§ WORK REQUEST
Looking at each line of the data below, tally those that contain the word "EngineClient" and give only the total.

[MATERIAL SHOWN Boundary: Start]

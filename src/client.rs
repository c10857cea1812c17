//! Authenticated client for the engine API.
//!
//! Every request is signed with the cached credentials (or with none before
//! the first login). A 401 triggers exactly one login against
//! `POST {host}/auth/token` followed by one retry of the original request.

use log::debug;
use reqwest::Method;
use serde_json::Value;
use std::sync::{Arc, RwLock};

use crate::{
    auth::{AUTH_TOKEN_PATH, Credentials, HawkSigner, Signer, TokenRequest},
    error::EngineError,
    http::{Transport, TransportError, TransportRequest, TransportResponse, normalize},
    logger::{EngineLog, LogMarker},
};

const UNAUTHORIZED: u16 = 401;

pub struct EngineClient<T: Transport, S: Signer = HawkSigner> {
    transport: T,
    signer: S,
    host: String,
    username: String,
    password: String,
    credentials: RwLock<Option<Arc<Credentials>>>,
    log: Option<Arc<dyn EngineLog>>,
}

impl<T: Transport> EngineClient<T, HawkSigner> {
    /// Creates a client that signs with Hawk. No request is made until the
    /// first call.
    pub fn new(
        transport: T,
        host: &str,
        username: &str,
        password: &str,
        log: Option<Arc<dyn EngineLog>>,
    ) -> Self {
        Self::with_signer(transport, HawkSigner::new(), host, username, password, log)
    }
}

impl<T: Transport, S: Signer> EngineClient<T, S> {
    pub fn with_signer(
        transport: T,
        signer: S,
        host: &str,
        username: &str,
        password: &str,
        log: Option<Arc<dyn EngineLog>>,
    ) -> Self {
        Self {
            transport,
            signer,
            host: host.trim_end_matches('/').to_string(),
            username: username.to_string(),
            password: password.to_string(),
            credentials: RwLock::new(None),
            log,
        }
    }

    pub fn host(&self) -> &str {
        &self.host
    }

    pub fn username(&self) -> &str {
        &self.username
    }

    /// Credentials from the most recent successful login.
    pub fn credentials(&self) -> Option<Arc<Credentials>> {
        match self.credentials.read() {
            Ok(guard) => guard.clone(),
            Err(poisoned) => poisoned.into_inner().clone(),
        }
    }

    fn store_credentials(&self, credentials: Arc<Credentials>) {
        match self.credentials.write() {
            Ok(mut guard) => *guard = Some(credentials),
            Err(poisoned) => *poisoned.into_inner() = Some(credentials),
        }
    }

    pub async fn get(&self, path: &str, marker: impl Into<LogMarker>) -> Result<Value, EngineError> {
        self.execute(Method::GET, path, None, marker).await
    }

    pub async fn post(
        &self,
        path: &str,
        body: Value,
        marker: impl Into<LogMarker>,
    ) -> Result<Value, EngineError> {
        self.execute(Method::POST, path, Some(body), marker).await
    }

    pub async fn patch(
        &self,
        path: &str,
        body: Value,
        marker: impl Into<LogMarker>,
    ) -> Result<Value, EngineError> {
        self.execute(Method::PATCH, path, Some(body), marker).await
    }

    pub async fn put(
        &self,
        path: &str,
        body: Value,
        marker: impl Into<LogMarker>,
    ) -> Result<Value, EngineError> {
        self.execute(Method::PUT, path, Some(body), marker).await
    }

    pub async fn delete(
        &self,
        path: &str,
        marker: impl Into<LogMarker>,
    ) -> Result<Value, EngineError> {
        self.execute(Method::DELETE, path, None, marker).await
    }

    /// Sends `method {host}/{path}` and returns the response body.
    ///
    /// On a 401 the client logs in once and retries once; any failure of
    /// the login or the retry is returned without further attempts.
    #[tracing::instrument(skip(self, body, marker))]
    pub async fn execute(
        &self,
        method: Method,
        path: &str,
        body: Option<Value>,
        marker: impl Into<LogMarker>,
    ) -> Result<Value, EngineError> {
        let marker = marker.into();
        let url = format!("{}/{}", self.host, path);
        let cached = self.credentials();

        let err = match self
            .attempt(&method, &url, body.as_ref(), cached.as_deref())
            .await
        {
            Ok(response) => {
                self.log_completion(&marker, &method, &url, false);
                return Ok(response.data);
            }
            Err(err) => err,
        };

        if !is_unauthorized(&err) {
            return Err(self.classify(&method, &url, err));
        }

        self.log_debug("trying to authenticate");
        let fresh = self.authenticate(&method, &url).await?;

        match self
            .attempt(&method, &url, body.as_ref(), Some(fresh.as_ref()))
            .await
        {
            Ok(response) => {
                self.log_completion(&marker, &method, &url, true);
                Ok(response.data)
            }
            Err(err) => Err(self.classify(&method, &url, err)),
        }
    }

    async fn attempt(
        &self,
        method: &Method,
        url: &str,
        body: Option<&Value>,
        credentials: Option<&Credentials>,
    ) -> Result<TransportResponse, TransportError> {
        let authorization = self.signer.sign(url, method, credentials);
        self.transport
            .send(TransportRequest {
                method: method.clone(),
                url: url.to_string(),
                data: body.cloned(),
                authorization: Some(authorization),
            })
            .await
    }

    /// Logs in and replaces the cached credentials. Failures are reported
    /// against the request that triggered the login.
    async fn authenticate(&self, method: &Method, url: &str) -> Result<Arc<Credentials>, EngineError> {
        let auth_url = format!("{}/{}", self.host, AUTH_TOKEN_PATH);
        let token_request = TokenRequest {
            username: &self.username,
            password: &self.password,
        };
        let data = serde_json::to_value(&token_request)
            .map_err(|e| EngineError::InvalidAuthResponse(e.to_string()))?;

        let response = self
            .transport
            .send(TransportRequest {
                method: Method::POST,
                url: auth_url.clone(),
                data: Some(data),
                authorization: None,
            })
            .await
            .map_err(|err| self.classify(method, url, err))?;

        let credentials: Credentials = serde_json::from_value(response.data).map_err(|e| {
            self.log_error(&format!("es> POST {} -> invalid credentials: {}", auth_url, e));
            EngineError::InvalidAuthResponse(e.to_string())
        })?;

        self.log_info(&format!("{} logged in", self.username));
        debug!("Using credentials {}", credentials.id);

        let credentials = Arc::new(credentials);
        self.store_credentials(Arc::clone(&credentials));
        Ok(credentials)
    }

    /// Logs a failure once and converts it into the error returned to the
    /// caller.
    fn classify(&self, method: &Method, url: &str, err: TransportError) -> EngineError {
        match err {
            TransportError::Network(raw) => {
                let message = raw.to_string();
                if message.is_empty() {
                    self.log_error(&format!("es> {} {} -> unknown error", method, url));
                } else {
                    self.log_error(&format!("es> {} {} -> {}", method, url, message));
                }
                EngineError::Transport(raw)
            }
            TransportError::Response(response) => {
                let normalized = normalize(&response);
                match response.status {
                    Some(status) => self.log_error(&format!(
                        "es> {} {} -> {} ({})",
                        method, url, status, normalized.message
                    )),
                    None => self.log_error(&format!(
                        "es> {} {} -> error: {}",
                        method, url, normalized.message
                    )),
                }
                EngineError::Http(normalized)
            }
        }
    }

    fn log_completion(&self, marker: &LogMarker, method: &Method, url: &str, retried: bool) {
        if let Some(line) = marker.completion_line(method.as_str(), url, retried) {
            self.log_info(&line);
        }
    }

    fn log_info(&self, msg: &str) {
        if let Some(log) = &self.log {
            log.info(msg);
        }
    }

    fn log_debug(&self, msg: &str) {
        if let Some(log) = &self.log {
            log.debug(msg);
        }
    }

    fn log_error(&self, msg: &str) {
        if let Some(log) = &self.log {
            log.error(msg);
        }
    }
}

fn is_unauthorized(err: &TransportError) -> bool {
    matches!(err, TransportError::Response(response) if response.status == Some(UNAUTHORIZED))
}
//! Authenticated HTTP client for the engine API.
//!
//! Requests are signed with Hawk credentials obtained from
//! `POST {host}/auth/token`. A rejected credential triggers one login and
//! one retry; every HTTP failure is reported as a [`NormalizedError`].

pub mod auth;
pub mod client;
pub mod config;
pub mod error;
pub mod http;
pub mod logger;

pub use auth::{Credentials, HawkSigner, Signer};
pub use client::EngineClient;
pub use config::Config;
pub use error::{EngineError, NormalizedError};
pub use logger::{EngineLog, LogFacade, LogMarker};

/// Version stamped by the build script.
pub const VERSION: &str = env!("ENGINE_CLIENT_VERSION");
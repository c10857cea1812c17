//! Sink for the client's request log lines.
//!
//! Every method has a no-op default, so a sink only implements the levels it
//! cares about and the client never has to check what is available.

/// Log target used by [`LogFacade`].
pub const LOG_TARGET: &str = "engine_client";

pub trait EngineLog: Send + Sync {
    fn info(&self, _msg: &str) {}
    fn debug(&self, _msg: &str) {}
    fn error(&self, _msg: &str) {}
}

/// Forwards to the `log` crate under the `engine_client` target.
#[derive(Debug, Clone, Copy, Default)]
pub struct LogFacade;

impl EngineLog for LogFacade {
    fn info(&self, msg: &str) {
        log::info!(target: LOG_TARGET, "{}", msg);
    }

    fn debug(&self, msg: &str) {
        log::debug!(target: LOG_TARGET, "{}", msg);
    }

    fn error(&self, msg: &str) {
        log::error!(target: LOG_TARGET, "{}", msg);
    }
}

/// Controls the line logged when a request completes.
#[derive(Debug, Clone, PartialEq, Eq)]
pub enum LogMarker {
    /// Log nothing on success.
    Suppress,
    /// Append this text to the success line. Empty by default.
    Suffix(String),
}

impl Default for LogMarker {
    fn default() -> Self {
        LogMarker::Suffix(String::new())
    }
}

impl LogMarker {
    /// The line to log for a completed request, if any.
    pub fn completion_line(&self, method: &str, url: &str, retried: bool) -> Option<String> {
        let LogMarker::Suffix(suffix) = self else {
            return None;
        };
        if retried {
            Some(format!("es> {} {} OK {} (After retry)", method, url, suffix))
        } else {
            Some(format!("es> {} {} OK {}", method, url, suffix))
        }
    }
}

impl From<&str> for LogMarker {
    fn from(value: &str) -> Self {
        LogMarker::Suffix(value.to_string())
    }
}

impl From<String> for LogMarker {
    fn from(value: String) -> Self {
        LogMarker::Suffix(value)
    }
}

/// `None` suppresses the line.
impl<S: Into<String>> From<Option<S>> for LogMarker {
    fn from(value: Option<S>) -> Self {
        match value {
            Some(suffix) => LogMarker::Suffix(suffix.into()),
            None => LogMarker::Suppress,
        }
    }
}


#[cfg(test)]
mod tests {
    use super::*;

    #[test]
    fn test_default_marker_logs_empty_suffix() {
        let line = LogMarker::default().completion_line("GET", "http://e/x", false);
        assert_eq!(line.as_deref(), Some("es> GET http://e/x OK "));
    }

    #[test]
    fn test_marker_suffix_verbatim() {
        let line = LogMarker::from("(42 rows)").completion_line("POST", "http://e/x", false);
        assert_eq!(line.as_deref(), Some("es> POST http://e/x OK (42 rows)"));
    }

    #[test]
    fn test_marker_after_retry() {
        let line = LogMarker::from("m").completion_line("PUT", "http://e/x", true);
        assert_eq!(line.as_deref(), Some("es> PUT http://e/x OK m (After retry)"));
    }

    #[test]
    fn test_suppress_marker() {
        assert_eq!(LogMarker::from(None::<&str>), LogMarker::Suppress);
        assert_eq!(LogMarker::Suppress.completion_line("GET", "u", false), None);
        assert_eq!(LogMarker::Suppress.completion_line("GET", "u", true), None);
    }

    #[test]
    fn test_marker_from_option_some() {
        assert_eq!(LogMarker::from(Some("x")), LogMarker::Suffix("x".to_string()));
    }

    #[test]
    fn test_missing_levels_are_dropped() {
        struct Silent;
        impl EngineLog for Silent {}

        let log = Silent;
        log.info("a");
        log.debug("b");
        log.error("d");
    }

    #[test]
    fn test_log_facade_does_not_panic_without_logger() {
        let log = LogFacade;
        log.info("info");
        log.error("error");
    }
}
//! Transport capability and its reqwest implementation.

use async_trait::async_trait;
use log::debug;
use reqwest::{
    Client, Method,
    header::{AUTHORIZATION, HeaderValue},
};
use serde_json::Value;

/// A single request handed to the transport.
#[derive(Debug, Clone, PartialEq)]
pub struct TransportRequest {
    pub method: Method,
    pub url: String,
    /// JSON body, sent only when present.
    pub data: Option<Value>,
    /// Value of the `Authorization` header. `None` sends no header at all.
    pub authorization: Option<String>,
}

/// A successful (2xx) response.
#[derive(Debug, Clone, PartialEq)]
pub struct TransportResponse {
    pub status: u16,
    pub data: Value,
}

/// The response attached to a failed request.
#[derive(Debug, Clone, PartialEq)]
pub struct RawResponse {
    /// `None` when the status could not be read as a number.
    pub status: Option<u16>,
    /// `None` when the response had no body.
    pub data: Option<Value>,
}

/// Why a request failed.
#[derive(Debug)]
pub enum TransportError {
    /// No response was produced (DNS, connect, TLS, reading the body...).
    Network(anyhow::Error),
    /// The server answered with a non-success status.
    Response(RawResponse),
}

impl std::fmt::Display for TransportError {
    fn fmt(&self, f: &mut std::fmt::Formatter<'_>) -> std::fmt::Result {
        match self {
            TransportError::Network(err) => write!(f, "{}", err),
            TransportError::Response(resp) => match resp.status {
                Some(status) => write!(f, "HTTP {} response", status),
                None => write!(f, "HTTP response with an unreadable status"),
            },
        }
    }
}

impl std::error::Error for TransportError {}

#[cfg_attr(test, mockall::automock)]
#[async_trait]
pub trait Transport: Send + Sync {
    async fn send(&self, request: TransportRequest) -> Result<TransportResponse, TransportError>;
}

/// Transport backed by a shared `reqwest::Client`.
#[derive(Clone)]
pub struct ReqwestTransport {
    client: Client,
}

impl ReqwestTransport {
    pub fn new(client: Client) -> Self {
        Self { client }
    }
}

#[async_trait]
impl Transport for ReqwestTransport {
    #[tracing::instrument(skip(self, request), fields(method = %request.method, url = %request.url))]
    async fn send(&self, request: TransportRequest) -> Result<TransportResponse, TransportError> {
        let mut builder = self.client.request(request.method, &request.url);

        if let Some(authorization) = request.authorization {
            let mut value = HeaderValue::from_str(&authorization)
                .map_err(|e| TransportError::Network(e.into()))?;
            value.set_sensitive(true);
            builder = builder.header(AUTHORIZATION, value);
        }

        if let Some(data) = &request.data {
            builder = builder.json(data);
        }

        let response = builder
            .send()
            .await
            .map_err(|e| TransportError::Network(e.into()))?;

        let status = response.status();
        let bytes = response
            .bytes()
            .await
            .map_err(|e| TransportError::Network(e.into()))?;
        let data = parse_body(&bytes);

        debug!("{} -> {} ({} bytes)", request.url, status, bytes.len());

        if status.is_success() {
            Ok(TransportResponse {
                status: status.as_u16(),
                data: data.unwrap_or(Value::Null),
            })
        } else {
            Err(TransportError::Response(RawResponse {
                status: Some(status.as_u16()),
                data,
            }))
        }
    }
}

/// Decodes a response body: JSON when it parses, a plain string otherwise.
pub fn parse_body(bytes: &[u8]) -> Option<Value> {
    if bytes.is_empty() {
        return None;
    }
    match serde_json::from_slice(bytes) {
        Ok(value) => Some(value),
        Err(_) => Some(Value::String(String::from_utf8_lossy(bytes).into_owned())),
    }
}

[MATERIAL SHOWN Boundary: End]

§ ANSWER AREA
4